Никто не знает, что случилось с прокуратором Иудеи, но он позволил себе поднять руку, как бы заслоняясь от солнечного луча, и за этой рукой, как за щитом, послать арестанту какой-то намекающий взор.

– Итак, – говорил он, – отвечай, знаешь ли ты некоего Иуду из Кириафа и что именно ты говорил ему, если говорил, о кесаре?

– Дело было так, – охотно начал рассказывать арестант, – позавчера вечером я познакомился возле храма с одним молодым человеком, который назвал себя Иудой из города Кириафа. Он пригласил меня к себе в дом в Нижнем Городе и угостил…

– Добрый человек? – спросил Пилат, и дьявольский огонь сверкнул в его глазах.

– Очень добрый и любознательный человек, – подтвердил арестант, – он выказал величайший интерес к моим мыслям, принял меня весьма радушно…

– Светильники зажег… – сквозь зубы в тон арестанту проговорил Пилат, и глаза его при этом мерцали.

– Да, – немного удивившись осведомленности прокуратора, продолжал Иешуа, – попросил меня высказать свой взгляд на государственную власть. Его этот вопрос чрезвычайно интересовал.

– И что же ты сказал? – спросил Пилат. – Или ты ответишь, что ты забыл, что говорил? – но в тоне Пилата была уже безнадежность.

– В числе прочего я говорил, – рассказывал арестант, – что всякая власть является насилием над людьми и что настанет время, когда не будет власти ни кесарей, ни какой-либо иной власти. Человек перейдет в царство истины и справедливости, где вообще не будет надобна никакая власть.

– Далее!

– Далее ничего не было, – сказал арестант, – тут вбежали люди, стали вязать меня и повели в тюрьму.

Секретарь, стараясь не проронить ни слова, быстро чертил на пергаменте слова.

– На свете не было, нет и не будет никогда более великой и прекрасной для людей власти, чем власть императора Тиверия! – сорванный и больной голос Пилата разросся.

Прокуратор с ненавистью почему-то глядел на секретаря и конвой.

– И не тебе, безумный преступник, рассуждать о ней! – Тут Пилат вскричал: – Вывести конвой с балкона! – И, повернувшись к секретарю, добавил: – Оставьте меня с преступником наедине, здесь государственное дело.

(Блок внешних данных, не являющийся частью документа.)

//McSplit
//Copyright (C) 2022-2024 A. Dubray, L. Dierckx
//
//This program is free software: you can redistribute it and/or modify
//it under the terms of the GNU Affero General Public License as published by
//the Free Software Foundation, either version 3 of the License, or
//(at your option) any later version.
//
//This program is distributed in the hope that it will be useful,
//but WITHOUT ANY WARRANTY; without even the implied warranty of
//MERCHANTABILITY or FITNESS FOR A PARTICULAR PURPOSE.  See the
//GNU Affero General Public License for more details.
//
//You should have received a copy of the GNU Affero General Public License
//along with this program.  If not, see <http://www.gnu.org/licenses/>.

//! Work-donating variant of the branch-and-bound search, used near the root
//! of the tree. The node is set up exactly like the sequential variant, but
//! the tuple-enumeration loop is shared: every iteration of the outermost
//! cursor (plus one final synthetic iteration for the "pivot matches
//! nothing" branch) is claimed from a node-local atomic counter, so the
//! donor and any helpers that join the node each run a disjoint subset of
//! the iterations. Helpers replay the loop on their own deep copies of the
//! matching, the domains and the vertex buffers; the tree explored is the
//! same as the sequential one regardless of how many threads take part.

use std::sync::atomic::{AtomicUsize, Ordering};
use std::sync::Arc;

use crate::common::{VertexTuple, MAX_GRAPHS, SPLIT_LEVELS};
use crate::core::multidomain::{Multidomain, VertexBuffers};

use super::{next_candidate, trace, tuple_from, HelpMe, Position, Solver, TaskFn, WorkerState};

impl<'a> Solver<'a> {
    #[allow(clippy::too_many_arguments)]
    pub(crate) fn solve(
        &self,
        depth: usize,
        position: Position,
        help_me: &HelpMe<Self>,
        state: &mut WorkerState,
        current: &mut Vec<VertexTuple>,
        domains: &mut Vec<Multidomain>,
        vv: &mut VertexBuffers,
    ) {
        self.record_incumbent(state, current);
        if self.config.verbose {
            trace(current, depth);
        }
        state.nodes += 1;

        if self.prune(current.len(), domains) {
            return;
        }
        let domain_index = match self.select_domain(domains, vv, current.len()) {
            Some(index) => index,
            None => return,
        };

        let order = self.branching_order(&domains[domain_index]);
        let mut partial = [None; MAX_GRAPHS];
        self.pick_pivot(domains, domain_index, &order, vv, &mut partial);

        // one iteration per outermost candidate, plus the synthetic one for
        // the "pivot matches nothing" branch
        let i_end = domains[domain_index].lens[order[1]] + 2;
        let shared_i = Arc::new(AtomicUsize::new(0));

        if depth <= SPLIT_LEVELS {
            let helper: Arc<TaskFn<Self>> = {
                let current = current.clone();
                let domains = domains.clone();
                let vv = vv.clone();
                let shared_i = Arc::clone(&shared_i);
                Arc::new(
                    move |solver: &Self, help_me: &HelpMe<Self>, state: &mut WorkerState| {
                        let mut which_i = shared_i.fetch_add(1, Ordering::SeqCst);
                        if which_i >= i_end {
                            // nothing left, don't pay for the copies
                            return;
                        }
                        let mut current = current.clone();
                        let mut domains = domains.clone();
                        let mut vv = vv.clone();
                        let mut partial = partial;
                        solver.node_loop(
                            depth,
                            position,
                            help_me,
                            state,
                            &mut current,
                            &mut domains,
                            &mut vv,
                            &mut partial,
                            domain_index,
                            order,
                            &shared_i,
                            i_end,
                            &mut which_i,
                        );
                    },
                )
            };

            // claim the first iteration before advertising the task
            let mut which_i = shared_i.fetch_add(1, Ordering::SeqCst);
            help_me.get_help_with(
                position,
                helper,
                |state| {
                    self.node_loop(
                        depth,
                        position,
                        help_me,
                        state,
                        current,
                        domains,
                        vv,
                        &mut partial,
                        domain_index,
                        order,
                        &shared_i,
                        i_end,
                        &mut which_i,
                    );
                },
                state,
            );
        } else {
            let mut which_i = shared_i.fetch_add(1, Ordering::SeqCst);
            self.node_loop(
                depth,
                position,
                help_me,
                state,
                current,
                domains,
                vv,
                &mut partial,
                domain_index,
                order,
                &shared_i,
                i_end,
                &mut which_i,
            );
        }
    }

    /// The shared tuple-enumeration loop of one node. `which_i` is the
    /// iteration currently owned by this thread; whenever the outermost
    /// cursor advances past an owned iteration a new one is drawn from
    /// `shared_i`. Runs on the donor's own state and on helpers' copies
    /// alike.
    #[allow(clippy::too_many_arguments)]
    fn node_loop(
        &self,
        depth: usize,
        position: Position,
        help_me: &HelpMe<Self>,
        state: &mut WorkerState,
        current: &mut Vec<VertexTuple>,
        domains: &mut Vec<Multidomain>,
        vv: &mut VertexBuffers,
        partial: &mut [Option<usize>; MAX_GRAPHS],
        domain_index: usize,
        order: [usize; MAX_GRAPHS],
        shared_i: &AtomicUsize,
        i_end: usize,
        which_i: &mut usize,
    ) {
        let mut w0_index = 0;
        let mut i = 1;
        while i > 0 {
            let graph = order[i];
            if next_candidate(vv, &domains[domain_index], graph, &mut partial[graph]) {
                let outermost = i == 1;
                let owned = !outermost || *which_i == w0_index;
                if owned {
                    i += 1;
                    if i == self.k {
                        let tuple = tuple_from(partial, self.k);
                        current.push(tuple);
                        let mut refined = self.filter_domains(domains, vv, &tuple);
                        if depth > SPLIT_LEVELS {
                            if self.aborted() {
                                return;
                            }
                            self.solve_nopar(depth + 1, state, current, &mut refined, vv);
                        } else {
                            let child = position.child(depth, self.next_position());
                            if self.aborted() {
                                return;
                            }
                            self.solve(
                                depth + 1,
                                child,
                                help_me,
                                state,
                                current,
                                &mut refined,
                                vv,
                            );
                        }
                        i -= 1;
                        current.pop();
                    }
                    if outermost {
                        *which_i = shared_i.fetch_add(1, Ordering::SeqCst);
                    }
                }
                if outermost {
                    w0_index += 1;
                }
            } else {
                partial[order[i]] = None;
                i -= 1;
            }
        }

        if domains[domain_index].lens[order[0]] == 0 {
            domains.swap_remove(domain_index);
        } else {
            for &graph in order[1..self.k].iter() {
                domains[domain_index].lens[graph] += 1;
            }
        }

        // pair the pivot with nothing; the synthetic final iteration keeps
        // this branch on exactly one thread
        if *which_i == w0_index {
            if depth > SPLIT_LEVELS {
                self.solve_nopar(depth + 1, state, current, domains, vv);
            } else {
                let child = position.child(depth, self.next_position());
                self.solve(depth + 1, child, help_me, state, current, domains, vv);
            }
        }
    }
}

Конвой поднял копья и, мерно стуча подкованными калигами, вышел с балкона в сад, а за конвоем вышел и секретарь.

Молчание на балконе некоторое время нарушала только песня воды в фонтане. Пилат видел, как вздувалась над трубочкой водяная тарелка, как отламывались ее края, как падали струйками.

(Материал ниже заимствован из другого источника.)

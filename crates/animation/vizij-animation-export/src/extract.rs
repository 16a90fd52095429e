//! Keyframe extraction: fixed-step baking or authored control points.

use tracing::debug;

use crate::config::ExportSettings;
use crate::curve::CurveInterpolation;
use crate::data::ChannelGroup;
use crate::error::{ExportError, Result};
use crate::keyframe::Keyframe;
use crate::tangents::synthesize_tangents;

/// Upper bound on the keyframes one baked group may produce.
pub const MAX_BAKED_KEYFRAMES: usize = 1 << 24;

/// Ordered keyframes for `group`.
///
/// `baked` is the analyzer's verdict; baked keyframes never carry tangents.
pub fn extract_keyframes(
    group: &ChannelGroup,
    settings: &ExportSettings,
    baked: bool,
) -> Result<Vec<Keyframe>> {
    if group.channels().is_empty() {
        return Err(ExportError::missing_data(
            group.id(),
            format!("'{}' has no channels", group.data_path()),
        ));
    }
    if baked {
        bake_keyframes(group, settings)
    } else {
        native_keyframes(group, settings)
    }
}

/// Evaluate every channel at `start, start + step, ...` while the time stays within `end`.
///
/// The time is accumulated by repeated addition of the step.
pub fn bake_keyframes(group: &ChannelGroup, settings: &ExportSettings) -> Result<Vec<Keyframe>> {
    settings.validate()?;
    let (start, end) = group_domain(group)?;
    let step = settings.bake_step();

    let steps = ((end - start) / step).floor();
    if steps >= MAX_BAKED_KEYFRAMES as f64 {
        return Err(ExportError::invalid_domain(
            group.id(),
            format!("baking [{start}, {end}] every {step} exceeds {MAX_BAKED_KEYFRAMES} keyframes"),
        ));
    }
    let mut keyframes = Vec::with_capacity(steps as usize + 1);
    let mut time = start;
    while time <= end {
        let value = group.scatter(|c| c.curve().evaluate(time));
        keyframes.push(Keyframe::new(settings.to_seconds(time), value));
        if keyframes.len() > MAX_BAKED_KEYFRAMES {
            return Err(ExportError::invalid_domain(
                group.id(),
                format!("bake over [{start}, {end}] exceeded {MAX_BAKED_KEYFRAMES} keyframes"),
            ));
        }
        let next = time + step;
        if next <= time {
            return Err(ExportError::invalid_domain(
                group.id(),
                format!("bake step {step} does not advance past {time}"),
            ));
        }
        time = next;
    }

    debug!(
        "bake: {} '{}' sampled {} keyframes over [{start}, {end}]",
        group.id(),
        group.data_path(),
        keyframes.len()
    );
    Ok(keyframes)
}

/// One keyframe per authored control point, read from the first channel's times.
pub fn native_keyframes(group: &ChannelGroup, settings: &ExportSettings) -> Result<Vec<Keyframe>> {
    settings.validate()?;
    let channels = group.channels();
    let times: Vec<f64> = channels[0].control_points().iter().map(|p| p.time).collect();
    if times.is_empty() {
        return Err(ExportError::missing_data(
            group.id(),
            format!("channel {} has no control points", channels[0].component_index),
        ));
    }
    for channel in channels {
        let len = channel.control_points().len();
        if len != times.len() {
            return Err(ExportError::missing_data(
                group.id(),
                format!(
                    "channel {} has {len} control points, expected {}",
                    channel.component_index,
                    times.len()
                ),
            ));
        }
    }
    if let Some(i) = times
        .windows(2)
        .position(|w| !(w[0].is_finite() && w[1] > w[0]))
    {
        return Err(ExportError::invalid_domain(
            group.id(),
            format!(
                "control point times are not strictly increasing at {} -> {}",
                times[i],
                times[i + 1]
            ),
        ));
    }

    let seconds: Vec<f64> = times.iter().map(|&t| settings.to_seconds(t)).collect();
    let cubic = group.representative_interpolation() == Some(CurveInterpolation::Bezier);

    let mut keyframes = Vec::with_capacity(times.len());
    for (i, &time) in seconds.iter().enumerate() {
        let value = group.scatter(|c| c.control_points()[i].value);
        let key = if cubic {
            let tangents = synthesize_tangents(group, &seconds, i)?;
            Keyframe::with_tangents(time, value, tangents.in_tangent, tangents.out_tangent)
        } else {
            Keyframe::new(time, value)
        };
        keyframes.push(key);
    }
    Ok(keyframes)
}

/// `(min start, max end)` over the domains of every channel that has control points.
fn group_domain(group: &ChannelGroup) -> Result<(f64, f64)> {
    let (start, end) = group
        .channels()
        .iter()
        .filter(|c| !c.control_points().is_empty())
        .map(|c| c.curve().domain())
        .fold((f64::INFINITY, f64::NEG_INFINITY), |(lo, hi), (s, e)| {
            (lo.min(s), hi.max(e))
        });
    if start == f64::INFINITY && end == f64::NEG_INFINITY {
        return Err(ExportError::missing_data(
            group.id(),
            format!("no channel of '{}' has control points", group.data_path()),
        ));
    }
    if !start.is_finite() || !end.is_finite() || end < start {
        return Err(ExportError::invalid_domain(
            group.id(),
            format!("curve domain [{start}, {end}] is not a finite range"),
        ));
    }
    if end == start {
        return Err(ExportError::missing_data(
            group.id(),
            format!("curve domain [{start}, {end}] has zero length"),
        ));
    }
    Ok((start, end))
}

#[cfg(test)]
mod tests {
    use super::*;
    use crate::curve::KeyframeCurve;
    use crate::data::Channel;
    use crate::ids::GroupId;

    fn linear(pairs: &[(f64, f32)]) -> KeyframeCurve {
        KeyframeCurve::from_pairs(pairs, CurveInterpolation::Linear)
    }

    #[test]
    fn bake_spans_the_union_of_channel_domains() {
        let group = ChannelGroup::new(
            GroupId(0),
            "location",
            vec![
                Channel::new(0, linear(&[(0.0, 0.0), (1.0, 1.0)])),
                Channel::new(2, linear(&[(1.0, 5.0), (2.0, 7.0)])),
            ],
        )
        .unwrap();
        let keys = bake_keyframes(&group, &ExportSettings::new(1.0)).unwrap();
        let times: Vec<f64> = keys.iter().map(|k| k.time()).collect();
        assert_eq!(times, vec![0.0, 1.0, 2.0]);
        // Channel 2 holds its first value before its own domain starts.
        assert_eq!(keys[0].value(), &[0.0, 0.0, 5.0]);
        assert_eq!(keys[2].value(), &[1.0, 0.0, 7.0]);
        assert!(keys.iter().all(|k| !k.has_tangents()));
    }

    #[test]
    fn bake_scales_source_units_to_seconds() {
        let group = ChannelGroup::new(
            GroupId(0),
            "value",
            vec![Channel::new(0, linear(&[(0.0, 0.0), (24.0, 1.0)]))],
        )
        .unwrap();
        let settings = ExportSettings::new(0.5).with_source_units_per_second(24.0);
        let keys = bake_keyframes(&group, &settings).unwrap();
        // Steps of 2 source units, 13 samples from 0 to 24 inclusive.
        assert_eq!(keys.len(), 13);
        assert_eq!(keys.last().unwrap().time(), 1.0);
    }

    #[test]
    fn bake_accumulates_inexact_steps() {
        let group = ChannelGroup::new(
            GroupId(0),
            "value",
            vec![Channel::new(0, linear(&[(0.0, 0.0), (1.0, 1.0)]))],
        )
        .unwrap();
        let keys = bake_keyframes(&group, &ExportSettings::new(10.0)).unwrap();
        // Ten additions of 0.1 land just below 1.0; `start + k * step` would give 1.0.
        assert_eq!(keys.len(), 11);
        assert_eq!(keys[3].time(), 0.30000000000000004);
        assert_eq!(keys.last().unwrap().time(), 0.9999999999999999);
    }

    #[test]
    fn oversized_bake_is_an_invalid_domain() {
        let group = ChannelGroup::new(
            GroupId(7),
            "value",
            vec![Channel::new(0, linear(&[(0.0, 0.0), (1.0, 1.0)]))],
        )
        .unwrap();
        let settings = ExportSettings::new(1e300).with_force_sampling(true);
        let err = extract_keyframes(&group, &settings, true).unwrap_err();
        assert!(matches!(err, ExportError::InvalidDomain { group: GroupId(7), .. }));
    }

    #[test]
    fn zero_length_domain_is_missing_data() {
        let group = ChannelGroup::new(
            GroupId(3),
            "value",
            vec![Channel::new(0, linear(&[(2.0, 1.0)]))],
        )
        .unwrap();
        let err = extract_keyframes(&group, &ExportSettings::default(), true).unwrap_err();
        assert!(matches!(err, ExportError::MissingData { group: GroupId(3), .. }));
    }

    #[test]
    fn native_path_requires_control_points_and_order() {
        let empty = ChannelGroup::new(
            GroupId(1),
            "value",
            vec![Channel::new(0, KeyframeCurve::default())],
        )
        .unwrap();
        let err = extract_keyframes(&empty, &ExportSettings::default(), false).unwrap_err();
        assert!(matches!(err, ExportError::MissingData { .. }));

        let unordered = ChannelGroup::new(
            GroupId(2),
            "value",
            vec![Channel::new(0, linear(&[(1.0, 0.0), (0.5, 1.0)]))],
        )
        .unwrap();
        let err = extract_keyframes(&unordered, &ExportSettings::default(), false).unwrap_err();
        assert!(matches!(err, ExportError::InvalidDomain { .. }));
    }

    #[test]
    fn empty_curves_do_not_widen_the_bake_domain() {
        let group = ChannelGroup::new(
            GroupId(0),
            "location",
            vec![
                Channel::new(0, KeyframeCurve::default()),
                Channel::new(1, linear(&[(2.0, 1.0), (3.0, 2.0)])),
            ],
        )
        .unwrap();
        let keys = extract_keyframes(&group, &ExportSettings::new(1.0), true).unwrap();
        let times: Vec<f64> = keys.iter().map(|k| k.time()).collect();
        assert_eq!(times, vec![2.0, 3.0]);

        let hollow = ChannelGroup::new(
            GroupId(1),
            "value",
            vec![Channel::new(0, KeyframeCurve::default())],
        )
        .unwrap();
        let err = extract_keyframes(&hollow, &ExportSettings::default(), true).unwrap_err();
        assert!(matches!(err, ExportError::MissingData { .. }));
    }

    #[test]
    fn no_channels_is_missing_data_on_both_paths() {
        let group = ChannelGroup::new(GroupId(8), "scale", vec![]).unwrap();
        for baked in [true, false] {
            let err = extract_keyframes(&group, &ExportSettings::default(), baked).unwrap_err();
            assert_eq!(err.group(), Some(GroupId(8)));
            assert!(matches!(err, ExportError::MissingData { .. }));
        }
    }
}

Первым заговорил арестант:

– Я вижу, что совершилась какая-то беда из-за того, что я говорил с этим юношей из Кириафа. У меня, игемон, есть предчувствие, что с ним случится несчастье, и мне его очень жаль.

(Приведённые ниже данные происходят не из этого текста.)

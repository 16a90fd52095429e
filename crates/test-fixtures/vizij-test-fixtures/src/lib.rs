use std::collections::HashMap;
use std::fs;
use std::path::{Path, PathBuf};

use anyhow::{anyhow, Context, Result};
use once_cell::sync::Lazy;
use serde::de::DeserializeOwned;
use serde::Deserialize;

static MANIFEST: Lazy<Manifest> = Lazy::new(|| {
    let raw = include_str!("../../../../fixtures/manifest.json");
    serde_json::from_str(raw).expect("fixtures manifest should parse")
});

#[derive(Debug, Deserialize)]
struct Manifest {
    #[serde(rename = "channel-groups")]
    channel_groups: HashMap<String, ChannelGroupEntry>,
    #[serde(default)]
    settings: HashMap<String, String>,
}

#[derive(Debug, Deserialize)]
#[serde(untagged)]
enum ChannelGroupEntry {
    Path(String),
    Detailed {
        path: String,
        #[serde(default)]
        expect: Option<String>,
    },
}

impl ChannelGroupEntry {
    fn as_path(&self) -> &str {
        match self {
            ChannelGroupEntry::Path(path) => path,
            ChannelGroupEntry::Detailed { path, .. } => path,
        }
    }

    fn expect(&self) -> Option<&str> {
        match self {
            ChannelGroupEntry::Path(_) => None,
            ChannelGroupEntry::Detailed { expect, .. } => expect.as_deref(),
        }
    }
}

fn fixtures_root() -> PathBuf {
    Path::new(env!("CARGO_MANIFEST_DIR")).join("../../../fixtures")
}

fn resolve_path(rel: &str) -> PathBuf {
    fixtures_root().join(rel)
}

fn read_to_string(rel: &str) -> Result<String> {
    let path = resolve_path(rel);
    fs::read_to_string(&path)
        .with_context(|| format!("failed to read fixture at {}", path.display()))
}

fn load_json<T: DeserializeOwned>(rel: &str) -> Result<T> {
    let text = read_to_string(rel)?;
    serde_json::from_str(&text).with_context(|| format!("failed to parse JSON fixture {rel}"))
}

fn lookup<'a, T>(map: &'a HashMap<String, T>, kind: &str, name: &str) -> Result<&'a T> {
    map.get(name)
        .ok_or_else(|| anyhow!("unknown {kind} fixture '{name}'"))
}

/// Authoring-tool channel groups (F-curve layout).
pub mod channel_groups {
    use super::*;

    pub fn keys() -> Vec<String> {
        let mut keys: Vec<String> = MANIFEST.channel_groups.keys().cloned().collect();
        keys.sort();
        keys
    }

    pub fn json(name: &str) -> Result<String> {
        let entry = lookup(&MANIFEST.channel_groups, "channel group", name)?;
        read_to_string(entry.as_path())
    }

    /// Expected sampler interpolation recorded next to the fixture, if any.
    pub fn expected_interpolation(name: &str) -> Result<Option<String>> {
        let entry = lookup(&MANIFEST.channel_groups, "channel group", name)?;
        Ok(entry.expect().map(str::to_string))
    }
}

/// Export settings documents.
pub mod settings {
    use super::*;

    pub fn load<T: DeserializeOwned>(name: &str) -> Result<T> {
        let rel = lookup(&MANIFEST.settings, "settings", name)?;
        super::load_json(rel)
    }
}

– Я думаю, – странно усмехнувшись, ответил прокуратор, – что есть еще кое-кто на свете, кого тебе следовало бы пожалеть более, чем Иуду из Кириафа, и кому придется гораздо хуже, чем Иуде! Итак, Марк Крысобой, холодный и убежденный палач, люди, которые, как я вижу, – прокуратор указал на изуродованное лицо Иешуа, – тебя били за твои проповеди, разбойники Дисмас и Гестас, убившие со своими присными четырех солдат, и, наконец, грязный предатель Иуда – все они добрые люди?